● WHAT THIS TASK INVOLVES: On every line of the listing, check for "Instant"; copy the lines that have it.
========
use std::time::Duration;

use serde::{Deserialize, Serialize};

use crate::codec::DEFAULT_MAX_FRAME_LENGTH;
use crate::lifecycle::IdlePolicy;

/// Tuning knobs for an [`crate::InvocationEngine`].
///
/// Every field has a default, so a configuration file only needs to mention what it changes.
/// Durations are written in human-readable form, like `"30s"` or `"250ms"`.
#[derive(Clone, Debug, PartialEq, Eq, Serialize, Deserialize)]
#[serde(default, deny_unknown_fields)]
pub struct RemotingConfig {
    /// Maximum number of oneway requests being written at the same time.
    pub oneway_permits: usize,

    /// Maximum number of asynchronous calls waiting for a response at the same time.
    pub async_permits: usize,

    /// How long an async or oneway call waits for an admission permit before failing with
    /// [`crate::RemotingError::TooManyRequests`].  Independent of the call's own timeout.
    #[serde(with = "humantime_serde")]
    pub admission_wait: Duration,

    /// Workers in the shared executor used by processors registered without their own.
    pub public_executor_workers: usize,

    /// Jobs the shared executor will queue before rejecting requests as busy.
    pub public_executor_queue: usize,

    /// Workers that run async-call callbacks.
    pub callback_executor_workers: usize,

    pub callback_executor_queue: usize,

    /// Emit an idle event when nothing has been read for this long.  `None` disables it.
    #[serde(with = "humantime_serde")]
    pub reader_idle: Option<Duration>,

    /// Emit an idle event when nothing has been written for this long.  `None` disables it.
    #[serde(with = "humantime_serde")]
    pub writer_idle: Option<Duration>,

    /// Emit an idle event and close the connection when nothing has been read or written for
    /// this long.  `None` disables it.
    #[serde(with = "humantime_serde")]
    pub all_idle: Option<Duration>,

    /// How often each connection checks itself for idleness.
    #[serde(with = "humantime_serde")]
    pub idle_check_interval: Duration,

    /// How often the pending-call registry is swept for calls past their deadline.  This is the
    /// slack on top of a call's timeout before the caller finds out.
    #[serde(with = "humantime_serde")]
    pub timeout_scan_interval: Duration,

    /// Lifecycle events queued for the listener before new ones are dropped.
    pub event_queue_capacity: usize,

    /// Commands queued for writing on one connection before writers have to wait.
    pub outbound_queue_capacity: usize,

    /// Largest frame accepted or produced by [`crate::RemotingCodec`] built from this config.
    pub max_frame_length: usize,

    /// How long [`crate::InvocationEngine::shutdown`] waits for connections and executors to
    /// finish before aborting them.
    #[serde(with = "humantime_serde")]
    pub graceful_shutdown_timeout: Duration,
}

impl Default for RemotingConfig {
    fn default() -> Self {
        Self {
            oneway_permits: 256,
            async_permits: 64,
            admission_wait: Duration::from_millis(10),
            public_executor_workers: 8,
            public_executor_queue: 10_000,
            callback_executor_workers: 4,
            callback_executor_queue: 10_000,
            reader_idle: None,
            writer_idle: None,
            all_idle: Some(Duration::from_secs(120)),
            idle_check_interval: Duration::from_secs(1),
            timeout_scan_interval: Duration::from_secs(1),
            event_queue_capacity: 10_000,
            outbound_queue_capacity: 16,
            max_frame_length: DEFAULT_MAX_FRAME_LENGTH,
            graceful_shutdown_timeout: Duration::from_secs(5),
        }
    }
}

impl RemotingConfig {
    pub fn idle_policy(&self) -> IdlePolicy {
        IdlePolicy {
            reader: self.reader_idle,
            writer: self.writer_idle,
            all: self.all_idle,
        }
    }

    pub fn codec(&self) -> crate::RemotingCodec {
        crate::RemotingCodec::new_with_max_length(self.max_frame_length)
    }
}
========
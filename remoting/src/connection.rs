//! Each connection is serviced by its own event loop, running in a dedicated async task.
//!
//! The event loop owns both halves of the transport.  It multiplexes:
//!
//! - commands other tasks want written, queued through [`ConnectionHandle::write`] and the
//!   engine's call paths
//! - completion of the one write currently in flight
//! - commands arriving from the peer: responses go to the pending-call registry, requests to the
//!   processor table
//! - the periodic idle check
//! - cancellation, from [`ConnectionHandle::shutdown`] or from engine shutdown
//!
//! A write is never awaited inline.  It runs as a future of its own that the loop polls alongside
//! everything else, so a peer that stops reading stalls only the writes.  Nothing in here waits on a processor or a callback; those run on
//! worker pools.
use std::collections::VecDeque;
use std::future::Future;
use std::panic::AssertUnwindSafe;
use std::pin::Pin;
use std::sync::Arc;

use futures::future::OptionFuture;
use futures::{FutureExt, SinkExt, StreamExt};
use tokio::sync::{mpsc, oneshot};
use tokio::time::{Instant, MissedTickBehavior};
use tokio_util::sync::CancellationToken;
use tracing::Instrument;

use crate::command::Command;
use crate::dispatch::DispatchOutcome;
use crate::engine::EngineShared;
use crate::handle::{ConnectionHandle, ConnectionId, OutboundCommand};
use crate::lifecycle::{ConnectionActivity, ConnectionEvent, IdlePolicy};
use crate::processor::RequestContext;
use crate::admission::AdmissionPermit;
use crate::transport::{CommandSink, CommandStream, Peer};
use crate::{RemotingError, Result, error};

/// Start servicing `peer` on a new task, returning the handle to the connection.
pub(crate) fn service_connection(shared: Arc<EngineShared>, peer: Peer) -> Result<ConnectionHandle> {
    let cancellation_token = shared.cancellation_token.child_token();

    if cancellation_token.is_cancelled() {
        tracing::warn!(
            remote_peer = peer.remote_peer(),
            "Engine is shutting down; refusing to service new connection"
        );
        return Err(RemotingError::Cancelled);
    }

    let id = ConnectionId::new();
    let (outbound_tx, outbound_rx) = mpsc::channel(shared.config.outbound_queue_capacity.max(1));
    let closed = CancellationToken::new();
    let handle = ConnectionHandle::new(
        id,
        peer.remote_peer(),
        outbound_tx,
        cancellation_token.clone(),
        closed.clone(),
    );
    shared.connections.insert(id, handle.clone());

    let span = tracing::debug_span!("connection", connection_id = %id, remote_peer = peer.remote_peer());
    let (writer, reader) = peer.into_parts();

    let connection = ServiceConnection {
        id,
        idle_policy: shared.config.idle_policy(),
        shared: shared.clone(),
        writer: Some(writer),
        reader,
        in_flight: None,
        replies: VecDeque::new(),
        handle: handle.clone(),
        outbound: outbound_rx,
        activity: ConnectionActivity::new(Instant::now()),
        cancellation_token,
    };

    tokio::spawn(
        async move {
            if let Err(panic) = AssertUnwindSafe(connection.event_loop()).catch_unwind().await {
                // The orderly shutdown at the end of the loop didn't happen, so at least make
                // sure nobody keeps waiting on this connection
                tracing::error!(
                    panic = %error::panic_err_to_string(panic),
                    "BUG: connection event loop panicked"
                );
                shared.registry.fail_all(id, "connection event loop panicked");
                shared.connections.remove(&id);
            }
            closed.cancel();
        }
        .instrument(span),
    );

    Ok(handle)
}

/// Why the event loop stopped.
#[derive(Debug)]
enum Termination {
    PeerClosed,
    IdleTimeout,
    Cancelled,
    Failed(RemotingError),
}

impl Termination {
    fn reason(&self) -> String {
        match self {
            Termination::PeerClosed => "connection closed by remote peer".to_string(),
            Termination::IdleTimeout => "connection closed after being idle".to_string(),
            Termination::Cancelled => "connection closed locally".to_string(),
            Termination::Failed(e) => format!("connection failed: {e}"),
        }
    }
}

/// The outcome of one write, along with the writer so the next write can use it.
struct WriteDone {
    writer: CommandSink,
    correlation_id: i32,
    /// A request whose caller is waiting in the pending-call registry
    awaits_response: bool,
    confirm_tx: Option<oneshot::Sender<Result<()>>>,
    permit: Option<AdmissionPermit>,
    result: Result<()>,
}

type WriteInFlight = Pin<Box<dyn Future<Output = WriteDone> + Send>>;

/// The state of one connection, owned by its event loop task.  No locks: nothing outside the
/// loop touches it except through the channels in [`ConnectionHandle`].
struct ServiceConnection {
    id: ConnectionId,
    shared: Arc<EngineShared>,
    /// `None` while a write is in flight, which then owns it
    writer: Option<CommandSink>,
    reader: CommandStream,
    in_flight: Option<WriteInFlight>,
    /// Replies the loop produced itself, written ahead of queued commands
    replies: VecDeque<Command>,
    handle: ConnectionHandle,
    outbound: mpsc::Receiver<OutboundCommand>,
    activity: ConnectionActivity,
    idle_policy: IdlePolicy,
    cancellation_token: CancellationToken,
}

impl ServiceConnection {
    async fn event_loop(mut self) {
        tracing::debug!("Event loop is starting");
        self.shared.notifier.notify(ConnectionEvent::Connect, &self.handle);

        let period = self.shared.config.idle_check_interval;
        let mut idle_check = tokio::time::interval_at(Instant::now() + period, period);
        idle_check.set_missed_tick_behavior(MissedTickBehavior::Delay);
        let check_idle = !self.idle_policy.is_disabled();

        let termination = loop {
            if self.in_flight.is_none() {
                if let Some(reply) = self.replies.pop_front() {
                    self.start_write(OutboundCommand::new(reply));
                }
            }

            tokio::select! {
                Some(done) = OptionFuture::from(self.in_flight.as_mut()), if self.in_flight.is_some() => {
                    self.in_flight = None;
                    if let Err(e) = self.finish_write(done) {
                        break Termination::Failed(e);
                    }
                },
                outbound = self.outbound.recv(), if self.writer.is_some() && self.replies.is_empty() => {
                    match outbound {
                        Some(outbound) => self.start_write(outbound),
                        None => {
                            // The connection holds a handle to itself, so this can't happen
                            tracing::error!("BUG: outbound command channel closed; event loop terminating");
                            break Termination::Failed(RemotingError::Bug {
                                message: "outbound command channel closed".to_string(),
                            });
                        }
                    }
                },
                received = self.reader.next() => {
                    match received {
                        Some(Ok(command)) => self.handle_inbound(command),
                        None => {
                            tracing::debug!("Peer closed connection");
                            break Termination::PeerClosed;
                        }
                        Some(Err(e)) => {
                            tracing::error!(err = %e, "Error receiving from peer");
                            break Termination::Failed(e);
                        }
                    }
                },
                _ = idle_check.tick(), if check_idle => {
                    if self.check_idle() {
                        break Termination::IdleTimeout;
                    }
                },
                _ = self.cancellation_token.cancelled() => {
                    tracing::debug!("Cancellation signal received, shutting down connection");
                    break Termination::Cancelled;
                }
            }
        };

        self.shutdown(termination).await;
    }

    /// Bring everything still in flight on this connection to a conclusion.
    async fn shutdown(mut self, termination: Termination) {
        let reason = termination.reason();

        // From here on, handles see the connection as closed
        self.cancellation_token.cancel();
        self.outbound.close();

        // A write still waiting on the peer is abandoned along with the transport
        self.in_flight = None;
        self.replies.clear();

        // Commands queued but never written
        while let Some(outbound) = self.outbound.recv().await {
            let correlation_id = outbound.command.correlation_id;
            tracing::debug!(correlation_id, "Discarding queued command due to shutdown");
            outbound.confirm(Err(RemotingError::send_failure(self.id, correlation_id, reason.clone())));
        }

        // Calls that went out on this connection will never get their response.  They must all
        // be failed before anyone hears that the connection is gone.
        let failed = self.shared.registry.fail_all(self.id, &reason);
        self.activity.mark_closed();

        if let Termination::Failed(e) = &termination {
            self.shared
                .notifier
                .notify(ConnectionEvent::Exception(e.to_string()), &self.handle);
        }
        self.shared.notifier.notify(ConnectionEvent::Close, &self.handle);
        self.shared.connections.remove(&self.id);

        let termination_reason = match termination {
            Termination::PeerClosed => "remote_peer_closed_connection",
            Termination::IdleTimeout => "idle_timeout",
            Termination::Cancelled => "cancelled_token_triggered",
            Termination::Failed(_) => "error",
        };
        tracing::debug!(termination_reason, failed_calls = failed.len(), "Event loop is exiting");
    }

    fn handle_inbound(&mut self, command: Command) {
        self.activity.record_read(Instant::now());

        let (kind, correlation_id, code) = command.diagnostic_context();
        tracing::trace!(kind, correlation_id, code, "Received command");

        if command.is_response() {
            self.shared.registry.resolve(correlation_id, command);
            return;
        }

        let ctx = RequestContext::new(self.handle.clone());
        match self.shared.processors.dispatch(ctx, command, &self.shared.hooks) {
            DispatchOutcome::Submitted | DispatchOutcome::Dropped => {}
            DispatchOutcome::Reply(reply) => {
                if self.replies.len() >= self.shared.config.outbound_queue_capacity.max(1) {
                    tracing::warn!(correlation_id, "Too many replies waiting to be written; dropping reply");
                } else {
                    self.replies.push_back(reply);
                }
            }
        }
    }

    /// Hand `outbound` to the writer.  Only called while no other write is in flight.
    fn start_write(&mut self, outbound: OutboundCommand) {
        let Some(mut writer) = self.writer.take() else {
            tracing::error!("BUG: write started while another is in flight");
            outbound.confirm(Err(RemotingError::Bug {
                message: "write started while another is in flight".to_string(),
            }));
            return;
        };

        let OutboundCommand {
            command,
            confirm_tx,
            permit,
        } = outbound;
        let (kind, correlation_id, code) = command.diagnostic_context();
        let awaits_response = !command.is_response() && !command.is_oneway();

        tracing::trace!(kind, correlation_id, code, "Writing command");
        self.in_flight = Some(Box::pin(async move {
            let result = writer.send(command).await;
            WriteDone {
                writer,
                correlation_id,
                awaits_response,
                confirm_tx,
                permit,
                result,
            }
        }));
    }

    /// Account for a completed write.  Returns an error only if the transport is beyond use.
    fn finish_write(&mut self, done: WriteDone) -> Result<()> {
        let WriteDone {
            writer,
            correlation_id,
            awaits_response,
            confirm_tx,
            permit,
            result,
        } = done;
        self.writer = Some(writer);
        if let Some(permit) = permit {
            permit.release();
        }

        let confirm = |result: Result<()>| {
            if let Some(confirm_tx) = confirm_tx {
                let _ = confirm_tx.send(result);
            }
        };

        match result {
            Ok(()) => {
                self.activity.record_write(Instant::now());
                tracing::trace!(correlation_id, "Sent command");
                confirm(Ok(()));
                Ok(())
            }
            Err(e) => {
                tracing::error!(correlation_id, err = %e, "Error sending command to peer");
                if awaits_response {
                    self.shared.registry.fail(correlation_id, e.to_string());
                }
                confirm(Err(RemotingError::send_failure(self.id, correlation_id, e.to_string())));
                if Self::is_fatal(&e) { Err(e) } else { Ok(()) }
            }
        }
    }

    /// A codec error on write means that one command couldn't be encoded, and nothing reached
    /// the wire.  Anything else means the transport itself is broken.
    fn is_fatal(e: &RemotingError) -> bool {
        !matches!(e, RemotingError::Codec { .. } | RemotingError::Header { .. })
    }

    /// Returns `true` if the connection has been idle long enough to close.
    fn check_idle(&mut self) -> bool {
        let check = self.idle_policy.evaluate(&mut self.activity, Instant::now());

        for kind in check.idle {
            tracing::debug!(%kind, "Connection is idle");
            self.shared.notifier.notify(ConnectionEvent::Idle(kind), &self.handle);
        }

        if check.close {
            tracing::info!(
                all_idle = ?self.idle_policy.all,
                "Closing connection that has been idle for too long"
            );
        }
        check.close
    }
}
========
● ANSWER TO THIS TASK:
use tokio::time::{Instant, MissedTickBehavior};
        activity: ConnectionActivity::new(Instant::now()),
        let mut idle_check = tokio::time::interval_at(Instant::now() + period, period);
        self.activity.record_read(Instant::now());
                self.activity.record_write(Instant::now());
        let check = self.idle_policy.evaluate(&mut self.activity, Instant::now());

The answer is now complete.